Aktualności
OSTATNIE NEWSY.
Dan wyciska siódme poty
Data publikacji: 06-03-2006 20:46Pół godziny ciągłego biegania wokół głównego boiska zafundował zawodnikom na przystawkę dzisiejszych zajęć Dan Petrescu. Nie było możliwości, żeby choć na chwilkę zwolnić, bo Rumun wraz ze swoimi asystentami przez całe pół godziny podążał krok w krok za swoimi podopiecznymi.

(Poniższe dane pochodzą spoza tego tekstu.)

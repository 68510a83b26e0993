//! Light sensor drivers.

pub mod ltr303;

pub use ltr303::{Ltr303, Ltr303Config};

#[cfg(test)]
mod tests;
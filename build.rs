//! Build script - places the RP2040 memory layout where `link-rp.x`
//! and `link.x` expect it.
//!
//! Host test builds never read it, so only the embedded feature cares.

use std::env;
use std::fs;
use std::path::PathBuf;

fn main() {
    println!("cargo:rerun-if-changed=memory.x");
    println!("cargo:rerun-if-changed=build.rs");

    if env::var_os("CARGO_FEATURE_EMBEDDED").is_none() {
        return;
    }

    let out_dir = PathBuf::from(env::var("OUT_DIR").expect("OUT_DIR is set by cargo"));
    fs::copy("memory.x", out_dir.join("memory.x")).expect("memory.x next to Cargo.toml");
    println!("cargo:rustc-link-search={}", out_dir.display());
}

Nie inaczej było podczas kolejnych ćwiczeń, w które coach angażował się, jak gdyby walczył w Marcinem Baszczyńskim o pozycję w wyjściowym składzie w meczu z Cracovią. Po kilkunastu rundkach wokół boiska zawodnicy przeszli do ćwiczeń z piłką. Ustawieni w dwóch kręgach: zewnętrznym i wewnętrznym mieli za zadanie przenosić piłkę podaną przez partnera nad metrowym płotkiem przy czym najpierw mieli to uczynić uderzeniem z woleja, następnie pięta, a na koniec głową.
- Dokładniej, dokładniej Marek. Ja mam dłuższe nogi od Ciebie - pokrzykiwał do Marka Penksy Adam Kokoszka.
Następnie trener podzielił podopiecznych na dwie części: tych, którzy grali w sobotę i tych, którzy nie wyszli w pierwszym składzie lub spędzili mecz na ławce rezerwowych. Pierwsza grupa wraz z trenerem Bonem zrobiła kilka okrążeń i zeszłą do szatni, natomiast ci drudzy rozegrali spotkanie 2x15 minut na skróconym polu gry. Nie było nikogo, kto odstawiłby nogę, gdyż przegrani mieli obiecaną „nagrodę” w postaci kilku dodatkowych okrążeń.
- Chłopaki gramy, gramy, nie ma stania, ruszać się ruszać – mobilizował zawodników do walki kierownik Marek Konieczny.
Zejście do szatni wcale nie oznaczało końca treningu, gdyż jeszcze tam, na korytarzu zawodnicy na rozłożonych karimatach robili brzuszki.
Indywidualnie trenował Marcin Boguski, natomiast w zajęciach nie wzięli udziału Jacob Burns (pojechał do Anglii na chrzest syna) i Norbert Varga (kontuzja).
Jutrzejsze treningi rozpoczynają się o godzinie 9.30 i 16.00. Pierwszy odbędzie się w Skotnikach, zaś drugi na obiektach przy Reymonta.